**Instructions to follow**
Where a line of the material contains the string "instead", copy that line.

**Information supplied**
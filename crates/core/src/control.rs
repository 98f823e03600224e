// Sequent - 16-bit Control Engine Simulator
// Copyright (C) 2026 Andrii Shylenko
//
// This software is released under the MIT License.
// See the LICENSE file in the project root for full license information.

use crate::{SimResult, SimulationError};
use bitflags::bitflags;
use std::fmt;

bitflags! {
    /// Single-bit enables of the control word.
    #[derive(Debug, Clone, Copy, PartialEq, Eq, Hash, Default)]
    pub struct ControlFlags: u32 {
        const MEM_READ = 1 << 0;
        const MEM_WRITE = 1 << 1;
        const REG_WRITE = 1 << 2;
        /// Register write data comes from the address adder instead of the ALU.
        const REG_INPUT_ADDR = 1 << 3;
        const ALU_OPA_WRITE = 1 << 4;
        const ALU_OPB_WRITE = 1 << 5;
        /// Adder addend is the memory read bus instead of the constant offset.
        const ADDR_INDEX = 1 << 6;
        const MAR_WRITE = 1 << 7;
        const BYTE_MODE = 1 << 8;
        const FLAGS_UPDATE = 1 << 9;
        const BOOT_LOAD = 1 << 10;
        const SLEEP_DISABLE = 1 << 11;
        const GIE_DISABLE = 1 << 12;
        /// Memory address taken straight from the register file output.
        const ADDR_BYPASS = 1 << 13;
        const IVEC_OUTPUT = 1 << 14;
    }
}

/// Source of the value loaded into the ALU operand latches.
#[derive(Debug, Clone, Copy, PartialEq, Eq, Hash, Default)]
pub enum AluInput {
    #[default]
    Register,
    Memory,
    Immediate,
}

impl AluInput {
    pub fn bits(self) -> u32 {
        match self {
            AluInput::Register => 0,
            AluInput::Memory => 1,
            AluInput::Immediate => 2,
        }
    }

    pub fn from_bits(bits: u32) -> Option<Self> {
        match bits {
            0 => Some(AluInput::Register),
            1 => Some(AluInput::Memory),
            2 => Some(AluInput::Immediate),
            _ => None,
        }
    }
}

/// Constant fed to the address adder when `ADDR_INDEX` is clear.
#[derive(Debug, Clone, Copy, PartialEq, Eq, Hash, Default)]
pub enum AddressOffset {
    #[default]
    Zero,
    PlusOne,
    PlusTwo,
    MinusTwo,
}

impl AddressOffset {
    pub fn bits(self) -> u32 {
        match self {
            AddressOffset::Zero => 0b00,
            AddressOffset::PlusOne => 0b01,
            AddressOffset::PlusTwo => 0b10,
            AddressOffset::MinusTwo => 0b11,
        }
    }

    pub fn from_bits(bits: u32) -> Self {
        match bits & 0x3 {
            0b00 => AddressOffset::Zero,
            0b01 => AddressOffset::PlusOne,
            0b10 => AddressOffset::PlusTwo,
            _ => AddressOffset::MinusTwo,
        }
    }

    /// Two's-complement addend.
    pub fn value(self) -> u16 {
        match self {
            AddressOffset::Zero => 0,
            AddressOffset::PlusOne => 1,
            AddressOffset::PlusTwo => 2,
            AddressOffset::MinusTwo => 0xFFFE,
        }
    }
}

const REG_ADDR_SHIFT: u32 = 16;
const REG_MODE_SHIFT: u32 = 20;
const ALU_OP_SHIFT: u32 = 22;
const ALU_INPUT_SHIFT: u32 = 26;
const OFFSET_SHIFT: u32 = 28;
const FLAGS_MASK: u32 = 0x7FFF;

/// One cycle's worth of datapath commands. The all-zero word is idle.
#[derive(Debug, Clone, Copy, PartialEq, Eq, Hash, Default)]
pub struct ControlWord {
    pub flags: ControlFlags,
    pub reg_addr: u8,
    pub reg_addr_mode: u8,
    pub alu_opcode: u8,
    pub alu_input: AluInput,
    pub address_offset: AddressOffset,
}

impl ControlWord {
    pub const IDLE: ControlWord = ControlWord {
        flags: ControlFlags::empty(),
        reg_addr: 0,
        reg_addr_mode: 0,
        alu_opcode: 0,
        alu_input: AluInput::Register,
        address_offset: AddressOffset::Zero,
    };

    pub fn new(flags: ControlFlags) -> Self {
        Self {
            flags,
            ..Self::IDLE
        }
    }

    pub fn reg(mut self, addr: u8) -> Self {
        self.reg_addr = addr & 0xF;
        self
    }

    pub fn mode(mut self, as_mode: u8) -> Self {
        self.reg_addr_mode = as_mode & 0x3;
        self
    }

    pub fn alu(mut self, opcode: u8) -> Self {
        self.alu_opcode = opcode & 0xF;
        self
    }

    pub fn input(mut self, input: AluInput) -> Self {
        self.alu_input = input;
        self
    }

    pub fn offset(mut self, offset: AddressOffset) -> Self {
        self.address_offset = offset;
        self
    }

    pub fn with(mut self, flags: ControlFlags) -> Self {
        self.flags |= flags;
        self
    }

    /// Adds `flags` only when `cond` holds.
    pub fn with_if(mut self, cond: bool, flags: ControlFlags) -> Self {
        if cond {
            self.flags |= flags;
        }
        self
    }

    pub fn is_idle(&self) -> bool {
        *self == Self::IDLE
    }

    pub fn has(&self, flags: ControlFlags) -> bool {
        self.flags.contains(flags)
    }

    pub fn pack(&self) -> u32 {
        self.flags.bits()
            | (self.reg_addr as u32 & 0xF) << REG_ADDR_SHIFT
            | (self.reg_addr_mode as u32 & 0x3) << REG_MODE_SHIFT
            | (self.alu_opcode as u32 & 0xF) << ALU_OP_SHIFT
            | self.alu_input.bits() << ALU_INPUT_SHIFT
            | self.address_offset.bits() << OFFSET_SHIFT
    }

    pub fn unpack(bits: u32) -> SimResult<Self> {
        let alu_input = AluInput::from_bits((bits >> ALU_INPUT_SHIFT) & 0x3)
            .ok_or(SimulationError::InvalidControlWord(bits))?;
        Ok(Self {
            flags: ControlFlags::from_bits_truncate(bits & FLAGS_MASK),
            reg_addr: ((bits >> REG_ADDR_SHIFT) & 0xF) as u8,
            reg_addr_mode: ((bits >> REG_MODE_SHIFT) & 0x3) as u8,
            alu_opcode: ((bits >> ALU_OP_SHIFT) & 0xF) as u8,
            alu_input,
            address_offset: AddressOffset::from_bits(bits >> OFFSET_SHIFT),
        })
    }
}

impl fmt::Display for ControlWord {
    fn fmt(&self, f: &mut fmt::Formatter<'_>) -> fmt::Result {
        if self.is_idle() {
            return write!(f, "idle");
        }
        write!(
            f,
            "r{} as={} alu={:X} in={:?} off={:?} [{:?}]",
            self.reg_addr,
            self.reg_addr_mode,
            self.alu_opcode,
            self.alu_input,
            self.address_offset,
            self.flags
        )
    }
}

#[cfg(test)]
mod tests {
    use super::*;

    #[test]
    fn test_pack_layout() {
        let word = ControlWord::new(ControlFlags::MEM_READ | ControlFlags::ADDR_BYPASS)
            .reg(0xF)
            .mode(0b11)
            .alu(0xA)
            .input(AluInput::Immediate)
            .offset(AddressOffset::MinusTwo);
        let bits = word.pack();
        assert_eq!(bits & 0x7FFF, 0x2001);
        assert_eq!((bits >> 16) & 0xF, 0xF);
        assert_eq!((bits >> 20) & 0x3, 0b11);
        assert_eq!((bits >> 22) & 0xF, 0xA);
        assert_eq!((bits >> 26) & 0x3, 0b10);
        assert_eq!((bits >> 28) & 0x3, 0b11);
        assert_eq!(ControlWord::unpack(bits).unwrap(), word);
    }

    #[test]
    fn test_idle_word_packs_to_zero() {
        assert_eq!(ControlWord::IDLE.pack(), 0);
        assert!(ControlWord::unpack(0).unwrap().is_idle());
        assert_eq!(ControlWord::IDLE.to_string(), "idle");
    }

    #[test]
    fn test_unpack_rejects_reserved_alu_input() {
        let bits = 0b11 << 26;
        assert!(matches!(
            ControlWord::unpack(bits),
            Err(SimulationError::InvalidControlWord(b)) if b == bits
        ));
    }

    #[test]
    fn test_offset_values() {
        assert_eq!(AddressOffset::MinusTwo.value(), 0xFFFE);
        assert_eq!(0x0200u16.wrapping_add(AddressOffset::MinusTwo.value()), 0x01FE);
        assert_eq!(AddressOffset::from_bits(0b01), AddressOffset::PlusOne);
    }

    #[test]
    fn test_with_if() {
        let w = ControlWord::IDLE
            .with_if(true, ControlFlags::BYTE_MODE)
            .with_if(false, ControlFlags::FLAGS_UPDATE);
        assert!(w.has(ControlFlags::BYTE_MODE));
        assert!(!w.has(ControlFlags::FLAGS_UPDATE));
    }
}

**The answer**
        /// Register write data comes from the address adder instead of the ALU.
        /// Adder addend is the memory read bus instead of the constant offset.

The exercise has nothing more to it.